Transforming RDF/XML with XSLT

A couple of months ago, while working on a project that will hopefully see the light of day soon, I realised I needed terms for singular and plural labels for properties and classes. Even with the help of SchemaWeb I couldn’t find existing terms, so I decided to cook my own, resulting in the label vocabulary with two properties:

plural
A relation between a term and its label in literal plural form.
singular
A relation between a term and its label in literal singular form.

This was not the only vocabulary I was working on at that moment, and I needed to be able to get an overview, a human-readable version. Last year I did the RDFS Explorer for basically the same purpose, but since I was entering OWL territory, it wasn’t really up to the task. Back to square one.

Transforming RDF serialised as XML into HTML sounds like a great job for XSLT, but the possible syntax variations of RDF/XML makes it next to impossible to handle arbitrary RDF/XML found in the wild. For the FOAF Explorer and my photo collection I’ve resorted to “normalizing” by parsing and reserialising with Redland by Dave Beckett prior to the actual transformation, and that has turned out to work just fine. Redland’s serialiser emits RDF/XML using only a subset of the productions in the RDF/XML Syntax Specification, a subset that leaves out some otherwise handy shortcuts in exchange for predictability.
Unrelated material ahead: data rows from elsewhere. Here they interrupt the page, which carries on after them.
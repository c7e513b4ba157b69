pub mod weather_service;

pub use weather_service::{
    request_fetch as request_weather_fetch, FetchTicket, WeatherServiceMessage,
};
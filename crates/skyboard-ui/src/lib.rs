//! Host-agnostic dashboard layer.
//!
//! The host owns the event loop and the pixels. It feeds the three input
//! events into a [`DashboardController`], polls it for finished fetches, and
//! renders the [`DashboardView`] tree it gets back.

pub mod error_mapping;
pub mod models;
pub mod services;
pub mod view;

pub use models::{CardState, CardStates, DashboardController, DashboardEvent, DashboardState, Phase};
pub use view::{CardDetails, CardView, DashboardView, GridView, SearchBox};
The only problem with the output from Redland is the fact that statements aren’t grouped by subject, which would make it much easier to handle with XSLT. For the FOAF Explorer this is handled in PHP along with the serialisation, which doesn’t use Redland’s internal serialiser, but for the general case I’ve developed an XSLT that does the trick: rdf2r3x.xsl v1.0, which produces a syntax profile I hereby dub R3X for Redland Restricted RDF/XML.
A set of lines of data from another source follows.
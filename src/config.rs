//! Engine configuration.
//!
//! Everything the engine needs from the surrounding settings is captured here
//! once, at construction time. The engine never consults process-wide state
//! afterwards; build a new engine to pick up a configuration change.

use crate::error::ConfigError;
use crate::gate::GateStatus;
use serde::{Deserialize, Serialize};
use std::fs;
use std::path::{Path, PathBuf};

/// Base directory for persisted change sets.
pub const PACKAGES_BASE_DIR: &str = "/etc/pkgstage";
/// Sandboxed base directory used for dry runs.
pub const DRY_RUN_PACKAGES_BASE_DIR: &str = "/tmp/pkgstage";
/// Agreement marker file name, relative to the base directory.
pub const AGREEMENT_FILE: &str = "user-agreement";
/// Default location of the configuration file.
pub const DEFAULT_CONFIG_PATH: &str = "/etc/pkgstage/config.json";

#[derive(Debug, Clone, Default, Serialize, Deserialize, PartialEq, Eq)]
#[serde(rename_all = "kebab-case")]
pub struct EngineConfig {
    #[serde(default)]
    pub status: GateStatus,

    /// Command prefix used to install packages, e.g. `apt-get install -y`.
    #[serde(default)]
    pub add_verb: String,

    /// Command prefix used to remove packages.
    #[serde(default)]
    pub remove_verb: String,

    #[serde(default, skip_serializing_if = "Option::is_none")]
    pub pre_hook: Option<String>,

    #[serde(default, skip_serializing_if = "Option::is_none")]
    pub post_hook: Option<String>,

    /// URL template with a `{packageName}` placeholder.
    #[serde(default, skip_serializing_if = "Option::is_none")]
    pub catalog_url: Option<String>,

    #[serde(default)]
    pub dry_run: bool,

    /// Overrides both the real and the dry-run base directory.
    #[serde(default, skip_serializing_if = "Option::is_none")]
    pub base_dir: Option<PathBuf>,
}

impl EngineConfig {
    /// Load a configuration file. A missing file yields the defaults.
    pub fn load(path: &Path) -> Result<Self, ConfigError> {
        if !path.exists() {
            tracing::debug!(path = %path.display(), "no config file, using defaults");
            return Ok(Self::default());
        }
        let content = fs::read_to_string(path).map_err(|source| ConfigError::Read {
            path: path.to_path_buf(),
            source,
        })?;
        serde_json::from_str(&content).map_err(|source| ConfigError::Parse {
            path: path.to_path_buf(),
            source,
        })
    }

    pub fn base_dir(&self) -> PathBuf {
        match &self.base_dir {
            Some(dir) => dir.clone(),
            None if self.dry_run => PathBuf::from(DRY_RUN_PACKAGES_BASE_DIR),
            None => PathBuf::from(PACKAGES_BASE_DIR),
        }
    }

    pub fn agreement_file(&self) -> PathBuf {
        self.base_dir().join(AGREEMENT_FILE)
    }

    /// Hooks are ignored when blank.
    pub fn pre_hook(&self) -> Option<&str> {
        non_blank(self.pre_hook.as_deref())
    }

    pub fn post_hook(&self) -> Option<&str> {
        non_blank(self.post_hook.as_deref())
    }

    pub fn catalog_url(&self) -> Option<&str> {
        non_blank(self.catalog_url.as_deref())
    }
}

fn non_blank(value: Option<&str>) -> Option<&str> {
    value.map(str::trim).filter(|v| !v.is_empty())
}

#[cfg(test)]
mod tests {
    use super::*;
    use tempfile::tempdir;

    #[test]
    fn dry_run_selects_sandbox_dir() {
        let mut config = EngineConfig::default();
        assert_eq!(config.base_dir(), PathBuf::from(PACKAGES_BASE_DIR));
        config.dry_run = true;
        assert_eq!(config.base_dir(), PathBuf::from(DRY_RUN_PACKAGES_BASE_DIR));
        config.base_dir = Some(PathBuf::from("/srv/pkgs"));
        assert_eq!(config.base_dir(), PathBuf::from("/srv/pkgs"));
        assert_eq!(
            config.agreement_file(),
            PathBuf::from("/srv/pkgs/user-agreement")
        );
    }

    #[test]
    fn load_missing_file_gives_defaults() {
        let dir = tempdir().unwrap();
        let config = EngineConfig::load(&dir.path().join("config.json")).unwrap();
        assert_eq!(config, EngineConfig::default());
        assert_eq!(config.status, GateStatus::Disabled);
    }

    #[test]
    fn load_parses_kebab_case_keys() {
        let dir = tempdir().unwrap();
        let path = dir.path().join("config.json");
        fs::write(
            &path,
            r#"{
                "status": 2,
                "add-verb": "apt-get install -y",
                "remove-verb": "apt-get purge -y",
                "pre-hook": "lock",
                "post-hook": "  ",
                "catalog-url": "https://packages.example/api/{packageName}"
            }"#,
        )
        .unwrap();

        let config = EngineConfig::load(&path).unwrap();
        assert_eq!(config.status, GateStatus::RequiresAgreement);
        assert_eq!(config.add_verb, "apt-get install -y");
        assert_eq!(config.pre_hook(), Some("lock"));
        assert_eq!(config.post_hook(), None);
        assert_eq!(
            config.catalog_url(),
            Some("https://packages.example/api/{packageName}")
        );
    }

    #[test]
    fn load_reports_parse_errors() {
        let dir = tempdir().unwrap();
        let path = dir.path().join("config.json");
        fs::write(&path, "{ not json").unwrap();
        assert!(matches!(
            EngineConfig::load(&path),
            Err(ConfigError::Parse { .. })
        ));
    }
}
In addition to grouping by subject, the rdf2r3x XSLT also handles a few more tasks that makes it possible to publish the output right away (even if it’s not pretty):

  • The output for an RSS channel conforms to the defined syntax profile, including the one for the content module.
  • rss:title and rss:description elements are added for RSS classes, if not already present, based on dc:title and dc:description.
  • dc:date elements are added when dcterms:created, dcterms:modified, and dcterms:issued are encountered and there isn’t already a dc:date element present with the same value.
  • The RDF properties rdf:_1, rdf:_2, etc. are converted to rdf:li.

Examples:

  1. Raw input (a copy of the RSS channel from this blog)
  2. Output from Redland, input to rdf2r3x.xsl
  3. Output from rdf2r3x.xsl

Now, with a predictable RDF/XML document, it’s time to move on to the actual presentation of the vocabulary. Obtaining an HTML representation of the document is really not that hard anymore, but presenting the OWL constructs, e.g. subclass relationships, in a sensible manner is not easy.
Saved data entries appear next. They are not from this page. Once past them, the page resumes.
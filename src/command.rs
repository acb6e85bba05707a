//! Builds the shell command run against the package manager when a new root
//! is materialized. Nothing here executes anything.

use crate::config::EngineConfig;

/// How much of the recorded state a transaction replays.
#[derive(Debug, Clone, Copy, PartialEq, Eq)]
pub enum Mode {
    /// Only the unstaged log.
    Apply,
    /// The full add and remove sets.
    Upgrade,
}

#[derive(Debug, Clone, Default, PartialEq, Eq)]
pub struct CommandSynthesizer {
    add_verb: String,
    remove_verb: String,
    pre_hook: Option<String>,
    post_hook: Option<String>,
}

impl CommandSynthesizer {
    pub fn new(add_verb: impl Into<String>, remove_verb: impl Into<String>) -> Self {
        Self {
            add_verb: add_verb.into(),
            remove_verb: remove_verb.into(),
            ..Default::default()
        }
    }

    pub fn from_config(config: &EngineConfig) -> Self {
        Self {
            add_verb: config.add_verb.trim().to_string(),
            remove_verb: config.remove_verb.trim().to_string(),
            pre_hook: config.pre_hook().map(str::to_string),
            post_hook: config.post_hook().map(str::to_string),
        }
    }

    pub fn with_hooks(mut self, pre: Option<&str>, post: Option<&str>) -> Self {
        self.pre_hook = pre.map(str::to_string);
        self.post_hook = post.map(str::to_string);
        self
    }

    /// Returns an empty string when there is nothing to do.
    pub fn synthesize<A, R>(&self, add: &[A], remove: &[R]) -> String
    where
        A: AsRef<str>,
        R: AsRef<str>,
    {
        let add = fragment(&self.add_verb, add);
        let remove = fragment(&self.remove_verb, remove);

        let cmd = match (add, remove) {
            (Some(add), Some(remove)) => format!("{add} && {remove}"),
            (Some(single), None) | (None, Some(single)) => single,
            (None, None) => return String::new(),
        };

        self.wrap(cmd)
    }

    fn wrap(&self, mut cmd: String) -> String {
        if let Some(pre) = &self.pre_hook {
            cmd = format!("{pre} && {cmd}");
        }
        if let Some(post) = &self.post_hook {
            cmd = format!("{cmd} && {post}");
        }
        cmd
    }
}

fn fragment<S: AsRef<str>>(verb: &str, names: &[S]) -> Option<String> {
    let names: Vec<&str> = names
        .iter()
        .map(|n| n.as_ref().trim())
        .filter(|n| !n.is_empty())
        .collect();
    if names.is_empty() {
        return None;
    }
    Some(format!("{verb} {}", names.join(" ")).trim().to_string())
}

#[cfg(test)]
mod tests {
    use super::*;

    const NONE: &[&str] = &[];

    #[test]
    fn empty_sets_give_empty_command() {
        let synth = CommandSynthesizer::new("install", "purge")
            .with_hooks(Some("lock"), Some("unlock"));
        assert_eq!(synth.synthesize(NONE, NONE), "");
    }

    #[test]
    fn add_only_preserves_order() {
        let synth = CommandSynthesizer::new("install", "purge");
        assert_eq!(synth.synthesize(&["vim", "git"], NONE), "install vim git");
    }

    #[test]
    fn remove_only() {
        let synth = CommandSynthesizer::new("install", "purge");
        assert_eq!(synth.synthesize(NONE, &["nano"]), "purge nano");
    }

    #[test]
    fn both_fragments_are_chained() {
        let synth = CommandSynthesizer::new("install", "purge");
        assert_eq!(
            synth.synthesize(&["vim"], &["nano"]),
            "install vim && purge nano"
        );
    }

    #[test]
    fn hooks_wrap_non_empty_commands() {
        let synth = CommandSynthesizer::new("install", "purge")
            .with_hooks(Some("lock"), Some("unlock"));
        assert_eq!(
            synth.synthesize(&["vim"], NONE),
            "lock && install vim && unlock"
        );

        let pre_only =
            CommandSynthesizer::new("install", "purge").with_hooks(Some("lock"), None);
        assert_eq!(pre_only.synthesize(&["vim"], NONE), "lock && install vim");

        let post_only =
            CommandSynthesizer::new("install", "purge").with_hooks(None, Some("unlock"));
        assert_eq!(post_only.synthesize(&["vim"], NONE), "install vim && unlock");
    }

    #[test]
    fn config_hooks_ignore_blanks() {
        let config = EngineConfig {
            add_verb: "apt-get install -y".to_string(),
            remove_verb: "apt-get purge -y".to_string(),
            pre_hook: Some(String::new()),
            post_hook: Some("sync".to_string()),
            ..Default::default()
        };
        let synth = CommandSynthesizer::from_config(&config);
        assert_eq!(
            synth.synthesize(&["vim"], &["nano"]),
            "apt-get install -y vim && apt-get purge -y nano && sync"
        );
    }
}
use clap::{Parser, Subcommand};
use std::path::PathBuf;

#[derive(Debug, Parser)]
#[command(name = "pkgstage")]
#[command(about = "Stage package changes for the next system root", long_about = None)]
#[command(version)]
pub struct Cli {
    /// Path to the JSON configuration file
    #[arg(long, global = true)]
    pub config: Option<PathBuf>,

    /// Use the sandboxed state directory
    #[arg(long, global = true)]
    pub dry_run: bool,

    #[command(subcommand)]
    pub command: Commands,
}

#[derive(Debug, Subcommand)]
pub enum Commands {
    /// Stage packages for installation
    Add {
        #[arg(required = true)]
        packages: Vec<String>,
    },
    /// Stage packages for removal
    Remove {
        #[arg(required = true)]
        packages: Vec<String>,
    },
    /// List added and removed packages
    List,
    /// List changes not yet applied
    Unstaged,
    /// Print the package manager command for the next transaction
    Command {
        /// Replay every recorded change instead of only the unstaged ones
        #[arg(long)]
        upgrade: bool,
    },
    /// Forget unstaged changes
    Clear,
    /// Accept the package manager user agreement
    Agree,
    /// Show package manager status
    Status,
    /// Print or write the change summary
    Summary {
        /// Write the summary to this file instead of stdout
        #[arg(long)]
        out: Option<PathBuf>,
    },
    /// Show catalog information for a package
    Info { package: String },
}
use anyhow::{Context, Result};
use clap::Parser;
use std::path::{Path, PathBuf};
use tracing_subscriber::EnvFilter;

use pkgstage::catalog::RepoCatalog;
use pkgstage::change::Operation;
use pkgstage::cli::{Cli, Commands};
use pkgstage::config::{EngineConfig, DEFAULT_CONFIG_PATH};
use pkgstage::output::Output;
use pkgstage::{GateStatus, Mode, PackageManager, StageError};

fn main() {
    // e.g. RUST_LOG=pkgstage=debug
    tracing_subscriber::fmt()
        .with_env_filter(EnvFilter::from_default_env())
        .with_writer(std::io::stderr)
        .init();

    let cli = Cli::parse();

    if let Err(err) = run(cli) {
        Output::error(format!("{err:#}"));
        std::process::exit(1);
    }
}

fn run(cli: Cli) -> Result<()> {
    let config_path = cli
        .config
        .clone()
        .unwrap_or_else(|| PathBuf::from(DEFAULT_CONFIG_PATH));
    let mut config = EngineConfig::load(&config_path)
        .with_context(|| format!("Failed to load config from {}", config_path.display()))?;
    if cli.dry_run {
        config.dry_run = true;
        Output::dry_run(format!("Using state in {}", config.base_dir().display()));
    }

    let pm = PackageManager::new(&config).context("Failed to open package state")?;

    match cli.command {
        Commands::Add { packages } => cmd_stage(&pm, Operation::Add, &packages),
        Commands::Remove { packages } => cmd_stage(&pm, Operation::Remove, &packages),
        Commands::List => cmd_list(&pm),
        Commands::Unstaged => cmd_unstaged(&pm),
        Commands::Command { upgrade } => cmd_command(&pm, upgrade),
        Commands::Clear => {
            pm.clear_unstaged()?;
            Output::success("Cleared unstaged changes");
            Ok(())
        }
        Commands::Agree => cmd_agree(&pm),
        Commands::Status => cmd_status(&pm),
        Commands::Summary { out } => cmd_summary(&pm, out.as_deref()),
        Commands::Info { package } => cmd_info(&config, &package),
    }
}

fn cmd_stage(pm: &PackageManager, operation: Operation, packages: &[String]) -> Result<()> {
    if !pm.status().is_active() {
        Output::warning("Package manager is disabled; changes will not be applied");
    }

    for package in packages {
        let staged = match operation {
            Operation::Add => pm.stage_add(package),
            Operation::Remove => pm.stage_remove(package),
        };
        match staged {
            Ok(()) => Output::change(operation.symbol(), package),
            Err(StageError::AgreementRequired) => {
                Output::hint("Run `pkgstage agree` to accept the user agreement");
                return Err(StageError::AgreementRequired.into());
            }
            Err(err) => {
                return Err(err).with_context(|| format!("Failed to stage '{package}'"));
            }
        }
    }

    Output::success(format!("Staged {} package change(s)", packages.len()));
    Ok(())
}

fn cmd_list(pm: &PackageManager) -> Result<()> {
    Output::subheader("ADDED:");
    for pkg in pm.add_packages()? {
        Output::list_item(pkg);
    }
    Output::subheader("REMOVED:");
    for pkg in pm.remove_packages()? {
        Output::list_item(pkg);
    }
    Ok(())
}

fn cmd_unstaged(pm: &PackageManager) -> Result<()> {
    let unstaged = pm.unstaged()?;
    if unstaged.is_empty() {
        Output::info("No unstaged changes");
        return Ok(());
    }
    for entry in unstaged {
        Output::change(entry.operation.symbol(), entry.name);
    }
    Ok(())
}

fn cmd_command(pm: &PackageManager, upgrade: bool) -> Result<()> {
    let mode = if upgrade { Mode::Upgrade } else { Mode::Apply };
    let cmd = pm.final_command(mode)?;
    if cmd.is_empty() {
        Output::info("Nothing to do");
    } else {
        println!("{cmd}");
    }
    Ok(())
}

fn cmd_agree(pm: &PackageManager) -> Result<()> {
    if pm.status() != GateStatus::RequiresAgreement {
        Output::info(format!(
            "Package manager is {}; no agreement is required",
            pm.status()
        ));
        return Ok(());
    }

    pm.accept_agreement()?;
    Output::success("User agreement accepted");
    Ok(())
}

fn cmd_status(pm: &PackageManager) -> Result<()> {
    Output::kv("Status", pm.status().as_str());
    Output::kv(
        "Agreement",
        if pm.agreement_accepted() { "accepted" } else { "pending" },
    );
    Output::kv("State", pm.base_dir().display().to_string());
    Output::kv("Unstaged", pm.unstaged()?.len().to_string());
    Ok(())
}

fn cmd_summary(pm: &PackageManager, out: Option<&Path>) -> Result<()> {
    match out {
        Some(path) => {
            if pm.write_summary(path)? {
                Output::success(format!("Wrote summary to {}", path.display()));
            } else {
                Output::info("Nothing to summarize");
            }
        }
        None => print!("{}", pm.summary()?),
    }
    Ok(())
}

fn cmd_info(config: &EngineConfig, package: &str) -> Result<()> {
    let info = RepoCatalog::new(config.catalog_url()).package_info(package)?;
    Output::kv("Name", info.name.as_deref().unwrap_or(package));
    if let Some(version) = info.version {
        Output::kv("Version", version);
    }
    if let Some(description) = info.description {
        Output::kv("Description", description);
    }
    Ok(())
}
Thus, the current version, owl2html.xsl v0.1, only handles a very limited subset of OWL, most notably classes, properties, subclass relationships (partially), domains and restrictions (partially). Also, it depends on meta.xsl v0.3, a set of generic rules for presenting RDF/XML as HTML.

Examples:

  1. Raw input (the source label vocabulary)
  2. Intermediate output (from rdf2r3x.xsl)
  3. Output from owl2html.xsl

These transformations have been used for a while, but are also still under development, especially the vocabulary transformation. I’ll post updates when major changes warrant it.

As can be seen in all three of these XSLTs, they make heavy use of the XSLT key construct. This should speed up the transformation considerably, but it seems that the different XSLT processor implementations handle them differently – in my tests xsltproc from libxslt was considerably faster than sabcmd from Sablotron. The last is the default XSLT processor available in PHP 4.x, while the former is what’s going into PHP 5.x – even though it’ll be a pain upgrading all my PHP to 5.x it seems it’ll be worth it.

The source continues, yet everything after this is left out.